PFeed (/piː fiːd/) is a data integration library tailored for algorithmic trading, serving as an ETL (Extract, Transform, Load) data pipeline between raw data sources and traders, helping them in creating a local data lake for quantitative research.

PFeed allows traders to download historical, paper, and live data from various data sources, both free and paid, and stores them into a local data lake using MinIO.

It is designed to be used alongside PFund — A Complete Algo-Trading Framework for Machine Learning, TradFi, CeFi and DeFi ready. Supports Vectorized and Event-Driven Backtesting, Paper and Live Trading, or as a standalone package.

Table of Contents

Project Status

Caution: PFeed is at a VERY EARLY stage, use it at your own risk.

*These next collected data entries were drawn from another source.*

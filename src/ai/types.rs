//! Shared types for the analysis pipeline

use serde::{Deserialize, Serialize};
use std::fmt;
use std::str::FromStr;

use super::credentials::Credential;

/// Evaluation dimension the model is asked to cover
#[derive(Debug, Clone, Copy, Serialize, Deserialize, PartialEq, Eq, Hash)]
#[serde(rename_all = "snake_case")]
pub enum AnalysisType {
    /// Scientific soundness of the claims
    Scientific,
    /// Internal logic and feasibility
    Reasonableness,
    /// Conformity with laws and regulations in force
    Compliance,
}

impl AnalysisType {
    pub const ALL: [AnalysisType; 3] = [Self::Scientific, Self::Reasonableness, Self::Compliance];

    pub fn as_str(&self) -> &'static str {
        match self {
            Self::Scientific => "scientific",
            Self::Reasonableness => "reasonableness",
            Self::Compliance => "compliance",
        }
    }

}

impl fmt::Display for AnalysisType {
    fn fmt(&self, f: &mut fmt::Formatter<'_>) -> fmt::Result {
        f.write_str(self.as_str())
    }
}

impl FromStr for AnalysisType {
    type Err = SelectionError;

    fn from_str(s: &str) -> Result<Self, Self::Err> {
        match s.trim().to_lowercase().as_str() {
            "scientific" | "science" => Ok(Self::Scientific),
            "reasonableness" | "reasonable" => Ok(Self::Reasonableness),
            "compliance" => Ok(Self::Compliance),
            other => Err(SelectionError::UnknownAnalysisType(other.to_string())),
        }
    }
}

/// Domain-of-law tag used to focus the analysis
#[derive(Debug, Clone, Copy, Serialize, Deserialize, PartialEq, Eq, Hash)]
#[serde(rename_all = "kebab-case")]
pub enum LegalArea {
    CompanyLaw,
    ContractLaw,
    LaborLaw,
    IntellectualPropertyLaw,
    CybersecurityLaw,
    PersonalInformationProtectionLaw,
    DataSecurityLaw,
    AntiMonopolyLaw,
    ConsumerRightsProtectionLaw,
    Other,
}

impl LegalArea {
    pub const ALL: [LegalArea; 10] = [
        Self::CompanyLaw,
        Self::ContractLaw,
        Self::LaborLaw,
        Self::IntellectualPropertyLaw,
        Self::CybersecurityLaw,
        Self::PersonalInformationProtectionLaw,
        Self::DataSecurityLaw,
        Self::AntiMonopolyLaw,
        Self::ConsumerRightsProtectionLaw,
        Self::Other,
    ];

    pub fn as_str(&self) -> &'static str {
        match self {
            Self::CompanyLaw => "company-law",
            Self::ContractLaw => "contract-law",
            Self::LaborLaw => "labor-law",
            Self::IntellectualPropertyLaw => "intellectual-property-law",
            Self::CybersecurityLaw => "cybersecurity-law",
            Self::PersonalInformationProtectionLaw => "personal-information-protection-law",
            Self::DataSecurityLaw => "data-security-law",
            Self::AntiMonopolyLaw => "anti-monopoly-law",
            Self::ConsumerRightsProtectionLaw => "consumer-rights-protection-law",
            Self::Other => "other",
        }
    }

    /// Human-readable name, as it appears in the prompt
    pub fn label(&self) -> &'static str {
        match self {
            Self::CompanyLaw => "Company Law",
            Self::ContractLaw => "Contract Law",
            Self::LaborLaw => "Labor Law",
            Self::IntellectualPropertyLaw => "Intellectual Property Law",
            Self::CybersecurityLaw => "Cybersecurity Law",
            Self::PersonalInformationProtectionLaw => "Personal Information Protection Law",
            Self::DataSecurityLaw => "Data Security Law",
            Self::AntiMonopolyLaw => "Anti-Monopoly Law",
            Self::ConsumerRightsProtectionLaw => "Consumer Rights Protection Law",
            Self::Other => "Other",
        }
    }
}

impl fmt::Display for LegalArea {
    fn fmt(&self, f: &mut fmt::Formatter<'_>) -> fmt::Result {
        f.write_str(self.as_str())
    }
}

impl FromStr for LegalArea {
    type Err = SelectionError;

    fn from_str(s: &str) -> Result<Self, Self::Err> {
        let normalized = s.trim().to_lowercase().replace(['_', ' '], "-");
        Self::ALL
            .iter()
            .copied()
            .find(|area| area.as_str() == normalized || area.label().to_lowercase() == s.trim().to_lowercase())
            .ok_or(SelectionError::UnknownLegalArea(s.trim().to_string()))
    }
}

/// Completion model offered to the user
#[derive(Debug, Clone, Copy, Default, Serialize, Deserialize, PartialEq, Eq)]
pub enum ModelChoice {
    #[default]
    #[serde(rename = "deepseek-chat")]
    DeepseekChat,
    #[serde(rename = "deepseek-coder")]
    DeepseekCoder,
}

impl ModelChoice {
    pub const ALL: [ModelChoice; 2] = [Self::DeepseekChat, Self::DeepseekCoder];

    pub fn as_str(&self) -> &'static str {
        match self {
            Self::DeepseekChat => "deepseek-chat",
            Self::DeepseekCoder => "deepseek-coder",
        }
    }
}

impl fmt::Display for ModelChoice {
    fn fmt(&self, f: &mut fmt::Formatter<'_>) -> fmt::Result {
        f.write_str(self.as_str())
    }
}

impl FromStr for ModelChoice {
    type Err = SelectionError;

    fn from_str(s: &str) -> Result<Self, Self::Err> {
        Self::ALL
            .iter()
            .copied()
            .find(|m| m.as_str() == s.trim())
            .ok_or(SelectionError::UnknownModel(s.trim().to_string()))
    }
}

/// Unrecognised user selection
#[derive(Debug, Clone, PartialEq, Eq, thiserror::Error)]
pub enum SelectionError {
    #[error("unknown analysis type '{0}' (expected scientific, reasonableness or compliance)")]
    UnknownAnalysisType(String),

    #[error("unknown legal area '{0}'")]
    UnknownLegalArea(String),

    #[error("unknown model '{0}' (expected deepseek-chat or deepseek-coder)")]
    UnknownModel(String),
}

/// Request rejected before anything is sent
#[derive(Debug, Clone, PartialEq, Eq, thiserror::Error)]
pub enum ValidationError {
    #[error("Please upload a document or enter the text to analyze")]
    EmptyText,

    #[error("Please provide a DeepSeek API key")]
    MissingCredential,
}

/// Everything the prompt builder needs
#[derive(Debug, Clone, Serialize, Deserialize)]
#[serde(rename_all = "camelCase")]
pub struct AnalysisRequest {
    pub text: String,
    pub analysis_types: Vec<AnalysisType>,
    pub legal_areas: Vec<LegalArea>,
    #[serde(default)]
    pub custom_instructions: Option<String>,
}

impl AnalysisRequest {
    /// Create a request with the default selections (all dimensions, company + contract law)
    pub fn new(text: impl Into<String>) -> Self {
        Self {
            text: text.into(),
            analysis_types: AnalysisType::ALL.to_vec(),
            legal_areas: vec![LegalArea::CompanyLaw, LegalArea::ContractLaw],
            custom_instructions: None,
        }
    }

    pub fn with_analysis_types(mut self, types: impl IntoIterator<Item = AnalysisType>) -> Self {
        self.analysis_types = dedup_preserving_order(types);
        self
    }

    pub fn with_legal_areas(mut self, areas: impl IntoIterator<Item = LegalArea>) -> Self {
        self.legal_areas = dedup_preserving_order(areas);
        self
    }

    pub fn with_custom_instructions(mut self, instructions: Option<String>) -> Self {
        self.custom_instructions = instructions;
        self
    }

    pub fn includes(&self, analysis_type: AnalysisType) -> bool {
        self.analysis_types.contains(&analysis_type)
    }

    /// Custom instructions as given; whitespace-only input counts as none
    pub fn custom_instructions(&self) -> Option<&str> {
        self.custom_instructions
            .as_deref()
            .filter(|s| !s.trim().is_empty())
    }

    /// A request is only sendable with non-blank text and a credential
    pub fn validate(&self, credential: Option<&Credential>) -> Result<(), ValidationError> {
        if self.text.trim().is_empty() {
            return Err(ValidationError::EmptyText);
        }
        if credential.is_none() {
            return Err(ValidationError::MissingCredential);
        }
        Ok(())
    }
}

fn dedup_preserving_order<T: PartialEq + Copy>(items: impl IntoIterator<Item = T>) -> Vec<T> {
    let mut out: Vec<T> = Vec::new();
    for item in items {
        if !out.contains(&item) {
            out.push(item);
        }
    }
    out
}

#[cfg(test)]
mod tests {
    use super::*;

    #[test]
    fn test_analysis_type_from_str() {
        assert_eq!("scientific".parse::<AnalysisType>(), Ok(AnalysisType::Scientific));
        assert_eq!("COMPLIANCE".parse::<AnalysisType>(), Ok(AnalysisType::Compliance));
        assert!("astrology".parse::<AnalysisType>().is_err());
    }

    #[test]
    fn test_legal_area_accepts_slug_and_label() {
        assert_eq!("labor-law".parse::<LegalArea>(), Ok(LegalArea::LaborLaw));
        assert_eq!("Data Security Law".parse::<LegalArea>(), Ok(LegalArea::DataSecurityLaw));
        assert_eq!("anti_monopoly_law".parse::<LegalArea>(), Ok(LegalArea::AntiMonopolyLaw));
        assert!("maritime-law".parse::<LegalArea>().is_err());
    }

    #[test]
    fn test_model_choice_is_closed() {
        assert_eq!("deepseek-coder".parse::<ModelChoice>(), Ok(ModelChoice::DeepseekCoder));
        assert_eq!(
            "gpt-4".parse::<ModelChoice>(),
            Err(SelectionError::UnknownModel("gpt-4".to_string()))
        );
        assert_eq!(ModelChoice::default().as_str(), "deepseek-chat");
    }

    #[test]
    fn test_default_selections() {
        let request = AnalysisRequest::new("text");
        assert_eq!(request.analysis_types, AnalysisType::ALL.to_vec());
        assert_eq!(request.legal_areas, vec![LegalArea::CompanyLaw, LegalArea::ContractLaw]);
        assert!(request.custom_instructions().is_none());
    }

    #[test]
    fn test_legal_areas_keep_selection_order_and_drop_duplicates() {
        let request = AnalysisRequest::new("text").with_legal_areas([
            LegalArea::DataSecurityLaw,
            LegalArea::CompanyLaw,
            LegalArea::DataSecurityLaw,
        ]);
        assert_eq!(request.legal_areas, vec![LegalArea::DataSecurityLaw, LegalArea::CompanyLaw]);
    }

    #[test]
    fn test_blank_custom_instructions_are_absent() {
        let request = AnalysisRequest::new("text").with_custom_instructions(Some("   \n".into()));
        assert!(request.custom_instructions().is_none());
    }

    #[test]
    fn test_custom_instructions_keep_surrounding_whitespace() {
        let request = AnalysisRequest::new("text")
            .with_custom_instructions(Some("  Check refunds\n".into()));
        assert_eq!(request.custom_instructions(), Some("  Check refunds\n"));
    }

    #[test]
    fn test_validate() {
        let key = Credential::new("sk-test");
        assert_eq!(
            AnalysisRequest::new("  \n ").validate(key.as_ref()),
            Err(ValidationError::EmptyText)
        );
        assert_eq!(
            AnalysisRequest::new("contract text").validate(None),
            Err(ValidationError::MissingCredential)
        );
        assert!(AnalysisRequest::new("contract text").validate(key.as_ref()).is_ok());
    }
}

PFeed is currently under active development, the framework design will be prioritized first over stability and scalability.

Please note that the available version is a dev version, not a stable one.
You are encouraged to play with the dev version, but only use it when a stable version is released.

PFeed for the time being only supports Bybit and Yahoo Finance for testing purpose.

Mission

Algo-trading has always been a complicated task due to the multitude of components and procedures involved.
Data collection and processing is probably the most mundane and yet critical part of it, as all results and findings are derived from the data.

However, preparing this data for use is not quick and easy. For example, sometimes even when the data is available (e.g. Bybit data), it is often in raw form and requires some cleaning.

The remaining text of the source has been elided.